In order to accomplish this goal in a timely fashion, we must have adequate personnel on scene. Let’s face it, it isn’t the easiest job in the fire service! Education and experience are the keys to accomplishing this task.
Here are the key elements you MUST understand:
- First, you must have a clear understanding of the roof construction. Trust me, your life depends on it.
- Second, you must know approximately how long or if the roof support structures have been directly exposed to fire conditions. Their failure will be your demise.
- You will need the right tools. Take the best saw for the job (we will touch on the equipment in another segment), an 8ft or longer hook and a haligan type device. In some cases a roof ladder when necessary.

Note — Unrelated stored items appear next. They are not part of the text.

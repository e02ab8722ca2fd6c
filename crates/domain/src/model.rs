//! Domain models and value objects

use serde::{Deserialize, Deserializer, Serialize};
use serde_json::Value;
use time::OffsetDateTime;

/// A loosely typed numeric field from the catalog (price, rating, counts).
///
/// The crawler copies whatever the deals API returns, so the same field may
/// arrive as `49.99`, `"49.99"` or `"N/A"`. Numbers are kept as numbers and
/// anything else is kept as its literal text.
#[derive(Debug, Clone, PartialEq, Serialize)]
#[serde(untagged)]
pub enum Numeric {
    Number(f64),
    Text(String),
}

impl Numeric {
    /// Numeric value, parsing textual numbers. Non-finite values yield `None`.
    pub fn as_f64(&self) -> Option<f64> {
        let value = match self {
            Numeric::Number(n) => *n,
            Numeric::Text(s) => s.trim().parse::<f64>().ok()?,
        };
        value.is_finite().then_some(value)
    }

    /// Literal textual form, as found in the catalog
    pub fn literal(&self) -> String {
        match self {
            Numeric::Number(n) => n.to_string(),
            Numeric::Text(s) => s.trim().to_string(),
        }
    }

    /// True only for a value that parses to exactly zero
    pub fn is_zero(&self) -> bool {
        self.as_f64() == Some(0.0)
    }
}

/// One discovered deal, as materialized by the catalog crawler.
///
/// Every field is optional: the dispatcher never rejects an item for missing
/// or oddly typed data.
#[derive(Debug, Clone, Default, PartialEq, Serialize, Deserialize)]
pub struct CatalogItem {
    #[serde(default, deserialize_with = "lenient_text")]
    pub id: Option<String>,

    /// Course title (`name` in the crawler output)
    #[serde(
        default,
        rename = "name",
        alias = "title",
        deserialize_with = "lenient_text"
    )]
    pub title: Option<String>,

    /// Long-form description, may contain HTML
    #[serde(default, deserialize_with = "lenient_text")]
    pub description: Option<String>,

    /// Alternative long-form body some sources use instead of `description`
    #[serde(default, deserialize_with = "lenient_text")]
    pub content: Option<String>,

    /// Plain short description; the crawler writes it as `shoer_description`
    #[serde(
        default,
        alias = "shoer_description",
        deserialize_with = "lenient_text"
    )]
    pub short_description: Option<String>,

    #[serde(default, deserialize_with = "lenient_numeric")]
    pub price: Option<Numeric>,

    /// Discounted price; zero means the coupon makes the course free
    #[serde(default, deserialize_with = "lenient_numeric")]
    pub sale_price: Option<Numeric>,

    #[serde(default, deserialize_with = "lenient_text")]
    pub sale_start: Option<String>,

    #[serde(default, deserialize_with = "lenient_text")]
    pub sale_end: Option<String>,

    #[serde(default, deserialize_with = "lenient_numeric")]
    pub lectures: Option<Numeric>,

    #[serde(default, deserialize_with = "lenient_numeric")]
    pub views: Option<Numeric>,

    #[serde(default, deserialize_with = "lenient_numeric")]
    pub rating: Option<Numeric>,

    /// Image URL used as the announcement photo
    #[serde(default, deserialize_with = "lenient_text")]
    pub image: Option<String>,

    /// Canonical enrollment URL (coupon applied)
    #[serde(default, deserialize_with = "lenient_text")]
    pub url: Option<String>,

    /// Source platform, e.g. "Udemy"
    #[serde(
        default,
        rename = "store",
        alias = "platform",
        deserialize_with = "lenient_text"
    )]
    pub platform: Option<String>,

    #[serde(default, deserialize_with = "lenient_text")]
    pub category: Option<String>,

    #[serde(default, deserialize_with = "lenient_text")]
    pub subcategory: Option<String>,

    #[serde(default, deserialize_with = "lenient_text")]
    pub language: Option<String>,

    #[serde(default, deserialize_with = "lenient_text")]
    pub instructor: Option<String>,

    #[serde(default, rename = "type", deserialize_with = "lenient_text")]
    pub item_type: Option<String>,

    #[serde(default, deserialize_with = "lenient_text")]
    pub slug: Option<String>,
}

impl CatalogItem {
    /// Stable identity used by the head-watch cursor: action URL, then id, then slug
    pub fn identity(&self) -> Option<&str> {
        [&self.url, &self.id, &self.slug]
            .into_iter()
            .filter_map(|field| non_blank(field.as_deref()))
            .next()
    }

    /// Short label for logs
    pub fn label(&self) -> &str {
        non_blank(self.title.as_deref())
            .or_else(|| self.identity())
            .unwrap_or("<untitled>")
    }
}

/// Returns the trimmed value if it is not empty
pub fn non_blank(value: Option<&str>) -> Option<&str> {
    value.map(str::trim).filter(|v| !v.is_empty())
}

fn lenient_text<'de, D>(deserializer: D) -> Result<Option<String>, D::Error>
where
    D: Deserializer<'de>,
{
    let value = Option::<Value>::deserialize(deserializer)?;
    Ok(match value {
        None | Some(Value::Null) => None,
        Some(Value::String(s)) => Some(s),
        Some(other) => Some(other.to_string()),
    })
}

fn lenient_numeric<'de, D>(deserializer: D) -> Result<Option<Numeric>, D::Error>
where
    D: Deserializer<'de>,
{
    let value = Option::<Value>::deserialize(deserializer)?;
    Ok(match value {
        None | Some(Value::Null) => None,
        Some(Value::Number(n)) => match n.as_f64() {
            Some(f) => Some(Numeric::Number(f)),
            None => Some(Numeric::Text(n.to_string())),
        },
        Some(Value::String(s)) if s.trim().is_empty() => None,
        Some(Value::String(s)) => Some(Numeric::Text(s)),
        Some(other) => Some(Numeric::Text(other.to_string())),
    })
}

/// How dispatch progress is identified
#[derive(Debug, Clone, Copy, PartialEq, Eq, Serialize, Deserialize, Default)]
#[serde(rename_all = "snake_case")]
pub enum CursorScheme {
    /// Count of items already announced; walks the whole backlog in order
    #[default]
    Position,
    /// Identity of the last announced item; only ever looks at the catalog head
    HeadWatch,
}

impl CursorScheme {
    /// The "nothing posted yet" cursor for this scheme
    pub fn zero(self) -> Cursor {
        match self {
            CursorScheme::Position => Cursor::Position(0),
            CursorScheme::HeadWatch => Cursor::LastSent(None),
        }
    }

    /// Parse a persisted cursor record. `None` means the record is corrupt.
    pub fn parse(self, raw: &str) -> Option<Cursor> {
        let raw = raw.trim();
        match self {
            CursorScheme::Position => raw.parse::<usize>().ok().map(Cursor::Position),
            CursorScheme::HeadWatch if raw.is_empty() => Some(Cursor::LastSent(None)),
            CursorScheme::HeadWatch if raw.contains(['\n', '\r']) => None,
            CursorScheme::HeadWatch => Some(Cursor::LastSent(Some(raw.to_string()))),
        }
    }
}

/// Persisted dispatch progress
#[derive(Debug, Clone, PartialEq, Eq, Serialize)]
#[serde(tag = "scheme", content = "value", rename_all = "snake_case")]
pub enum Cursor {
    /// Number of catalog items already announced
    Position(usize),
    /// Identity of the last announced item, if any
    LastSent(Option<String>),
}

impl Cursor {
    pub fn scheme(&self) -> CursorScheme {
        match self {
            Cursor::Position(_) => CursorScheme::Position,
            Cursor::LastSent(_) => CursorScheme::HeadWatch,
        }
    }

    /// Scalar written to the cursor record
    pub fn to_record(&self) -> String {
        match self {
            Cursor::Position(n) => n.to_string(),
            Cursor::LastSent(id) => id.clone().unwrap_or_default(),
        }
    }

    /// True if moving from `previous` to `self` would move the cursor backwards
    pub fn regresses_from(&self, previous: &Cursor) -> bool {
        match (previous, self) {
            (Cursor::Position(before), Cursor::Position(after)) => after < before,
            (Cursor::LastSent(Some(_)), Cursor::LastSent(None)) => true,
            _ => false,
        }
    }
}

impl std::fmt::Display for Cursor {
    fn fmt(&self, f: &mut std::fmt::Formatter<'_>) -> std::fmt::Result {
        match self {
            Cursor::Position(n) => write!(f, "{}", n),
            Cursor::LastSent(Some(id)) => write!(f, "{}", id),
            Cursor::LastSent(None) => write!(f, "<none>"),
        }
    }
}

/// Inline call-to-action attached to an announcement
#[derive(Debug, Clone, PartialEq, Eq, Serialize)]
pub struct ActionLink {
    pub label: String,
    pub url: String,
}

/// Rendered content ready for delivery
#[derive(Debug, Clone, PartialEq, Serialize)]
pub struct RenderedAnnouncement {
    /// Caption or message text, already within the provider limit
    pub text: String,
    /// Photo to attach, if the item has one
    pub media: Option<String>,
    /// Enrollment link for an inline button
    pub action: Option<ActionLink>,
}

/// Which delivery operation carried an announcement
#[derive(Debug, Clone, Copy, PartialEq, Eq, Serialize)]
#[serde(rename_all = "snake_case")]
pub enum DeliveryVariant {
    Media,
    Text,
}

/// Confirmation returned by a delivery port
#[derive(Debug, Clone, PartialEq, Eq, Serialize)]
pub struct DeliveryReceipt {
    /// Provider message id
    pub message_id: String,
    /// Link to the delivered message, when the provider exposes one
    pub url: Option<String>,
}

/// Stage at which a cycle stopped
#[derive(Debug, Clone, Copy, PartialEq, Eq, Serialize)]
#[serde(rename_all = "snake_case")]
pub enum CycleStage {
    Start,
    Select,
    Deliver,
    Advance,
}

/// Why a cycle finished without delivering
#[derive(Debug, Clone, PartialEq, Eq, Serialize)]
#[serde(tag = "reason", rename_all = "snake_case")]
pub enum SkipReason {
    /// No destination channel configured
    NoDestination,
    /// The catalog has no items
    EmptyCatalog,
    /// Every catalog item is already covered by the cursor
    CaughtUp { cursor: String },
    /// Head-watch: the head item has no identity to compare against
    UnidentifiedHead,
    /// Dry run: the item was rendered but not delivered
    DryRun { position: usize, text: String },
}

impl std::fmt::Display for SkipReason {
    fn fmt(&self, f: &mut std::fmt::Formatter<'_>) -> std::fmt::Result {
        match self {
            SkipReason::NoDestination => write!(f, "destination not set"),
            SkipReason::EmptyCatalog => write!(f, "catalog is empty"),
            SkipReason::CaughtUp { cursor } => write!(f, "no new items (cursor {})", cursor),
            SkipReason::UnidentifiedHead => write!(f, "catalog head has no identity"),
            SkipReason::DryRun { position, .. } => {
                write!(f, "dry run, item {} not delivered", position)
            }
        }
    }
}

/// Result of one dispatch cycle
#[derive(Debug, Clone, PartialEq, Serialize)]
#[serde(tag = "outcome", rename_all = "snake_case")]
pub enum CycleOutcome {
    /// The item was delivered and the cursor advanced
    Sent {
        position: usize,
        item_id: Option<String>,
        title: String,
        variant: DeliveryVariant,
        receipt: DeliveryReceipt,
        cursor: String,
    },
    /// Nothing was delivered and nothing went wrong
    Skipped {
        #[serde(flatten)]
        reason: SkipReason,
    },
    /// A stage failed; the cursor was not advanced
    Failed { stage: CycleStage, error: String },
}

/// Report for one dispatch cycle
#[derive(Debug, Clone, Serialize)]
pub struct CycleReport {
    #[serde(with = "time::serde::rfc3339")]
    pub started_at: OffsetDateTime,
    pub destination: Option<String>,
    pub outcome: CycleOutcome,
}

- Sound the roof at all times before you step. This is critical, a solid sound is the only sound that gives you security. It also provides some understanding of the roofing material and thickness.
- Some idea of the fire location within the structure, In the case of garden style apartments, you must know where the main stairwell is located.
Once the need for vertical ventilation has been established. The most effective location for your vent hole must be located.
Make an inspection cut, a quick triangle cut to determine the roof material and thickness as well as the truss location. As you make your cut, ensure you have a feel for the trusses, this is only done by experience! The saw will raise up slightly as it encounters the truss. Trust me, cutting trusses will ruin your day. I have found that making a large 8X8 minimum is most effective. I have also learned that on most roofs this worked much better if I did it in two or three segments. The roofing material was much easier to remove. Once you get your cut made, it is imperative to punch the ceiling material or you vented nothing but the attic space.
The point of vertical ventilation is that heat rises until it encounters an obstacle, then it moves sideways and down. If we give the heat a path up and out only good things happen below the ceiling and the nozzle guys like that!!!